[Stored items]
┌──
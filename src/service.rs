use std::{
    sync::Arc,
    time::Duration,
};

use async_trait::async_trait;
use thiserror::Error;
use tracing::{
    debug,
    error,
    info,
};

use crate::{
    BoxError,
    depth::{
        Depth,
        DepthError,
    },
    rate::Rate,
    storage::RatesRepository,
};



/// Anything that can return an order book snapshot for a market.
#[cfg_attr(test, mockall::automock)]
#[async_trait]
pub trait DepthProvider: Send + Sync {
    async fn get_depth(&self, market: &str) -> Result<Depth, BoxError>;
}



#[derive(Debug, Error)]
pub enum RatesError {
    #[error("failed to get depth: {0}")]
    Source(#[source] BoxError),

    #[error("invalid depth data: {0}")]
    InvalidDepth(#[from] DepthError),
}



/// Derives and records best ask/bid rates.
///
/// Holds no per-call state, so a single instance is shared between all
/// concurrent requests.
///
/// `save_timeout` - how long a single save may take before the rate is
/// returned unsaved. Must be shorter than the whole call deadline.
pub struct RatesService {
    depth_provider: Arc<dyn DepthProvider>,
    rates_repository: Arc<dyn RatesRepository>,
    save_timeout: Duration,
}



impl RatesService {
    pub fn new(depth_provider: Arc<dyn DepthProvider>,
        rates_repository: Arc<dyn RatesRepository>, save_timeout: Duration
    )
        -> Self
    {
        Self {
            depth_provider, rates_repository, save_timeout,
        }
    }



    /// Fetch fresh depth for `market`, derive rate from best levels, store it
    /// and return it.
    ///
    /// `market` must be non-empty, that is checked by the caller.
    ///
    /// Storing is best effort: if repository fails or does not finish within
    /// `save_timeout`, the failure is logged and the computed rate is still
    /// returned. Fetch and validation errors are returned as is, and in that
    /// case nothing is stored.
    pub async fn get_rates(&self, market: &str) -> Result<Rate, RatesError> {
        debug!(market, "getting rates");

        let depth = match self.depth_provider.get_depth(market).await {
            Ok(depth) => depth,
            Err(e) => {
                error!(market, stage = "fetch", error = %e, "failed to get depth");
                return Err(RatesError::Source(e))
            }
        };

        if let Err(e) = depth.validate() {
            error!(market, stage = "validate", error = %e, "invalid depth data");
            return Err(e.into())
        }

        // Can not fail on validated depth.
        let rate = Rate::from_depth(market, &depth)
            .ok_or(RatesError::InvalidDepth(DepthError::IncompleteDepthData))?;

        debug!(market, ?rate, "saving rate");

        // No retry here. A slow or unavailable database must not turn a
        // successful price lookup into a failed request.
        let saved = tokio::time::timeout(self.save_timeout,
            self.rates_repository.save_rate(&rate)
        ).await;

        match saved {
            Ok(Ok(())) => {
                info!(market, ask = %rate.ask_price, bid = %rate.bid_price,
                    timestamp = rate.timestamp, "rate saved"
                );
            }
            Ok(Err(e)) => {
                error!(market, stage = "save", error = %e,
                    "failed to save rate, returning it unsaved"
                );
            }
            Err(..) => {
                error!(market, stage = "save",
                    timeout_ms = self.save_timeout.as_millis() as u64,
                    "saving rate timed out, returning it unsaved"
                );
            }
        }

        Ok(rate)
    }
}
└──
What is needed:
Wherever a line contains the string "RatesRepository", copy that line from the data.

Written response:
    storage::RatesRepository,
    rates_repository: Arc<dyn RatesRepository>,
        rates_repository: Arc<dyn RatesRepository>, save_timeout: Duration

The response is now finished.